• Exercise data:
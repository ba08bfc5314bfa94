//! Line-based parser for the Mad Tracks .ini dialect.
//!
//! Unlike a regular INI reader, sections are kept in file order and may repeat:
//! level files list one section per placed object, and the order of those
//! sections is what chains trackparts together.
//!
//! Each line is handled independently:
//! - everything from `//` on is a comment;
//! - spaces and tabs are removed (string values cannot contain whitespace);
//! - `[name]` opens a section, its name folded to lowercase;
//! - `Name=value` appends a parameter to the last opened section.

use std::path::Path;

use tracing::debug;

use crate::error::{IniError, Result};

/// A parameter value.
#[derive(Debug, Clone, PartialEq)]
pub enum Value {
    /// A single number.
    Number(f64),
    /// Comma-separated numbers (e.g. `Position = 1,2,3`).
    Tuple(Vec<f64>),
    /// Quoted string, quotes removed.
    String(String),
}

impl Value {
    /// Try to get as a single number.
    pub fn as_number(&self) -> Option<f64> {
        match self {
            Value::Number(v) => Some(*v),
            _ => None,
        }
    }

    /// Try to get as a number tuple.
    pub fn as_tuple(&self) -> Option<&[f64]> {
        match self {
            Value::Tuple(v) => Some(v),
            _ => None,
        }
    }

    /// Try to get as a 3-component tuple.
    pub fn as_triple(&self) -> Option<[f64; 3]> {
        match self.as_tuple()? {
            [x, y, z] => Some([*x, *y, *z]),
            _ => None,
        }
    }

    /// Try to get as a string.
    pub fn as_str(&self) -> Option<&str> {
        match self {
            Value::String(s) => Some(s),
            _ => None,
        }
    }
}

/// A `Name = value` line.
#[derive(Debug, Clone, PartialEq)]
pub struct Parameter {
    /// Parameter name, case preserved.
    pub name: String,
    /// Parsed value.
    pub value: Value,
}

impl Parameter {
    /// Create a parameter.
    pub fn new(name: impl Into<String>, value: Value) -> Self {
        Self {
            name: name.into(),
            value,
        }
    }
}

/// A `[section]` and its parameters, in file order.
#[derive(Debug, Clone, Default, PartialEq)]
pub struct Section {
    /// Section name without brackets.
    pub name: String,
    /// Parameters in file order; names may repeat.
    pub params: Vec<Parameter>,
}

impl Section {
    /// Create an empty section.
    pub fn new(name: impl Into<String>) -> Self {
        Self {
            name: name.into(),
            params: Vec::new(),
        }
    }

    /// Append a parameter (builder style).
    pub fn with(mut self, name: impl Into<String>, value: Value) -> Self {
        self.params.push(Parameter::new(name, value));
        self
    }

    /// Value of the parameter `name`. The last occurrence wins.
    pub fn get(&self, name: &str) -> Option<&Value> {
        self.params
            .iter()
            .rev()
            .find(|p| p.name == name)
            .map(|p| &p.value)
    }

    /// Check whether a parameter named `name` is present.
    pub fn contains(&self, name: &str) -> bool {
        self.params.iter().any(|p| p.name == name)
    }

    /// Number of parameter lines in the section.
    pub fn param_count(&self) -> usize {
        self.params.len()
    }
}

/// The complete parsed content of a .ini file.
#[derive(Debug, Clone, Default, PartialEq)]
pub struct IniFile {
    /// Sections in file order, duplicates kept.
    pub sections: Vec<Section>,
}

impl IniFile {
    /// Parse .ini text.
    pub fn parse(text: &str) -> Result<Self> {
        Parser::parse(text)
    }

    /// Read and parse a .ini file. Non-UTF-8 bytes are replaced.
    pub fn read(path: impl AsRef<Path>) -> Result<Self> {
        let data = std::fs::read(path)?;
        Self::parse(&String::from_utf8_lossy(&data))
    }

    /// First section named `name` (names are stored lowercase).
    pub fn section(&self, name: &str) -> Option<&Section> {
        self.sections.iter().find(|s| s.name == name)
    }

    /// All sections named `name`, in file order.
    pub fn sections_named<'a>(&'a self, name: &'a str) -> impl Iterator<Item = &'a Section> + 'a {
        self.sections.iter().filter(move |s| s.name == name)
    }
}

/// Parser for the .ini dialect.
pub struct Parser {
    sections: Vec<Section>,
}

impl Parser {
    /// Parse .ini text into its sections.
    pub fn parse(text: &str) -> Result<IniFile> {
        let mut parser = Parser {
            sections: Vec::new(),
        };
        for (idx, line) in text.lines().enumerate() {
            parser.parse_line(idx + 1, line)?;
        }
        Ok(IniFile {
            sections: parser.sections,
        })
    }

    fn parse_line(&mut self, line_no: usize, raw: &str) -> Result<()> {
        let uncommented = match raw.find("//") {
            Some(idx) => &raw[..idx],
            None => raw,
        };
        let line: String = uncommented
            .chars()
            .filter(|&c| c != ' ' && c != '\t')
            .collect();

        if line.is_empty() {
            return Ok(());
        }

        if line.len() >= 2 && line.starts_with('[') && line.ends_with(']') {
            let name = line[1..line.len() - 1].to_lowercase();
            self.sections.push(Section::new(name));
            return Ok(());
        }

        let param = parse_parameter(line_no, &line);
        match self.sections.last_mut() {
            Some(section) => {
                section.params.push(param);
                Ok(())
            }
            None => Err(IniError::malformed_section(line_no, line)),
        }
    }
}

/// Split `Name=value` on the first `=` and type the value.
///
/// Never fails: a line without `=` becomes a parameter with an empty string
/// value, and numbers that do not parse are kept as raw strings.
fn parse_parameter(line_no: usize, line: &str) -> Parameter {
    let Some((name, raw)) = line.split_once('=') else {
        debug!(line = line_no, text = line, "parameter line without '='");
        return Parameter::new(line, Value::String(String::new()));
    };

    let value = parse_value(raw).unwrap_or_else(|| {
        debug!(line = line_no, value = raw, "unparsable number kept as string");
        Value::String(raw.to_string())
    });
    Parameter::new(name, value)
}

fn parse_value(raw: &str) -> Option<Value> {
    if let Some(rest) = raw.strip_prefix('"') {
        let s = rest.strip_suffix('"').unwrap_or(rest);
        return Some(Value::String(s.to_string()));
    }
    if raw.contains(',') {
        let values = raw
            .split(',')
            .map(parse_number)
            .collect::<Option<Vec<_>>>()?;
        return Some(Value::Tuple(values));
    }
    parse_number(raw).map(Value::Number)
}

/// Parse a number, reading a literal `f` as the digit `0`.
///
/// Some game files were written with `f` in place of zeros (`12f5` is 1205).
fn parse_number(s: &str) -> Option<f64> {
    s.replace('f', "0").parse().ok()
}

#[cfg(test)]
mod tests {
    use super::*;

    #[test]
    fn test_parse_simple() {
        let file = IniFile::parse("[foo.ini]\nPosition = 1,2,3\nDirectionAT = 0,0,1\n").unwrap();
        assert_eq!(file.sections.len(), 1);

        let s = &file.sections[0];
        assert_eq!(s.name, "foo.ini");
        assert_eq!(
            s.params,
            vec![
                Parameter::new("Position", Value::Tuple(vec![1.0, 2.0, 3.0])),
                Parameter::new("DirectionAT", Value::Tuple(vec![0.0, 0.0, 1.0])),
            ]
        );
    }

    #[test]
    fn test_section_order_and_duplicates() {
        let input = "[track.ini]\nFilename=\"a.ini\"\n[other.ldo]\nX=1\n[track.ini]\nFilename=\"b.ini\"\n";
        let file = IniFile::parse(input).unwrap();
        let names: Vec<_> = file.sections.iter().map(|s| s.name.as_str()).collect();
        assert_eq!(names, ["track.ini", "other.ldo", "track.ini"]);

        let tracks: Vec<_> = file.sections_named("track.ini").collect();
        assert_eq!(tracks.len(), 2);
        assert_eq!(tracks[0].get("Filename").and_then(Value::as_str), Some("a.ini"));
        assert_eq!(tracks[1].get("Filename").and_then(Value::as_str), Some("b.ini"));
    }

    #[test]
    fn test_numeral_quirk() {
        let file = IniFile::parse("[a]\nValue = 12f5\nPos = 1f,2,f.5\n").unwrap();
        let s = &file.sections[0];
        assert_eq!(s.get("Value").and_then(Value::as_number), Some(1205.0));
        assert_eq!(s.get("Pos").and_then(Value::as_triple), Some([10.0, 2.0, 0.5]));
    }

    #[test]
    fn test_only_section_names_are_folded() {
        let file = IniFile::parse("[Geometry/Foo.LDO]\nFilename = \"Geometry/Foo.LDO\"\n").unwrap();
        let s = &file.sections[0];
        assert_eq!(s.name, "geometry/foo.ldo");
        assert_eq!(s.params[0].name, "Filename");
        assert_eq!(s.get("Filename").and_then(Value::as_str), Some("Geometry/Foo.LDO"));
    }

    #[test]
    fn test_comments_and_whitespace() {
        let input = "// header comment\n[object] // trailing\n\tObjectType = \"trackpart\" // type\n\n   \nInvert = 1\n";
        let file = IniFile::parse(input).unwrap();
        assert_eq!(file.sections.len(), 1);
        let s = file.section("object").unwrap();
        assert_eq!(s.param_count(), 2);
        assert_eq!(s.get("ObjectType").and_then(Value::as_str), Some("trackpart"));
        assert_eq!(s.get("Invert").and_then(Value::as_number), Some(1.0));
    }

    #[test]
    fn test_crlf_and_missing_trailing_newline() {
        let file = IniFile::parse("[a]\r\nX = 1\r\n[b]\r\nY = 2").unwrap();
        assert_eq!(file.sections.len(), 2);
        assert_eq!(file.sections[1].get("Y").and_then(Value::as_number), Some(2.0));
    }

    #[test]
    fn test_parameter_before_section_is_fatal() {
        let result = IniFile::parse("\nPosition = 1,2,3\n[a]\n");
        assert!(matches!(
            result,
            Err(IniError::MalformedSection { line: 2, .. })
        ));
    }

    #[test]
    fn test_malformed_lines_are_kept() {
        let file = IniFile::parse("[a]\nnoequals\nBad = 1,x,3\nEmpty =\n").unwrap();
        let s = &file.sections[0];
        assert_eq!(s.param_count(), 3);
        assert_eq!(s.params[0], Parameter::new("noequals", Value::String(String::new())));
        assert_eq!(s.get("Bad"), Some(&Value::String("1,x,3".into())));
        assert_eq!(s.get("Empty"), Some(&Value::String(String::new())));
    }

    #[test]
    fn test_last_parameter_wins_on_lookup() {
        let file = IniFile::parse("[a]\nX = 1\nX = 2\n").unwrap();
        let s = &file.sections[0];
        assert_eq!(s.param_count(), 2);
        assert_eq!(s.get("X").and_then(Value::as_number), Some(2.0));
        assert!(s.contains("X"));
        assert!(!s.contains("x"));
    }
}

• What the exercise asks: Return nothing but the lines from the start of the listing above through the line containing "order of those", exactly as given.

• Task solution:
repository ba08bfc5314bfa94
//! Line-based parser for the Mad Tracks .ini dialect.
//!
//! Unlike a regular INI reader, sections are kept in file order and may repeat:
//! level files list one section per placed object, and the order of those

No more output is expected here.